Champy: There’s no return on pure technology investments
Posted by: Karen Guglielmo
It would be suicide for a CIO to go to the CFO or CEO and say there’s no real return on our technology investments. But according to one industry expert, it’s the truth.
“If you just make a technology investment and don’t change the way you’re doing work, there’s no return on it,” said James Champy, author and chairman of consulting for Perot Systems Corp. during a recent interview at the MIT Sloan CIO Symposium. “The ROI doesn’t come from the investment in pure technology, but from the change in the nature of the work.”
According to Champy, the only way to measure the success of a technology investment is not through ROI, but through the realized improvements in business performance. And in the end if you have a dramatic improvement in business performance, you usually have a significant ROI from your technology investments.

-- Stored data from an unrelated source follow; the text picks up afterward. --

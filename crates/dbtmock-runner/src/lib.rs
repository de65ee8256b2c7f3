//! Query executors and the test runner
//!
//! Generated assertion SQL is plain text; this crate hands it to something that
//! can run it and interprets the returned rows.
//!
//! ## Features
//!
//! Enable warehouse support via Cargo features:
//! - `bigquery` - Google BigQuery support
//!
//! ## Example
//!
//! ```rust,ignore
//! use dbtmock_runner::{BigQueryExecutor, TestRunner};
//!
//! let executor = BigQueryExecutor::with_adc("my-project").await?;
//! let report = TestRunner::new(executor).run_all(&manifest, &specs).await;
//! ```

pub mod executor;
pub mod memory;
pub mod bigquery;
pub mod runner;

pub use executor::{QueryExecutor, QueryResult, ExecError, render_value};
pub use memory::MemoryExecutor;
pub use bigquery::BigQueryExecutor;
pub use runner::{TestRunner, generation_diagnostic};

So what’s the best way for measuring business performance and communicating the role technology plays in its success?
Many companies use BI scorecards and dashboards as a formal means for measuring business performance in the enterprise. These types of tools allow companies to use data in a more productive way and better align technology goals with the needs of the business.
As far as communication goes, you should “go to your company executives and tell them ‘here’s a way we’ve used IT to get a product to market, or respond to a customer call the day it comes in, or reduce the cost of a process by 50%,’” advised Champy. These types of “wins” are great examples to show the business executives how work has been significantly improved by technology investments.
And that’s where the real ROI really comes in – in the improvement technology investments make to business performance.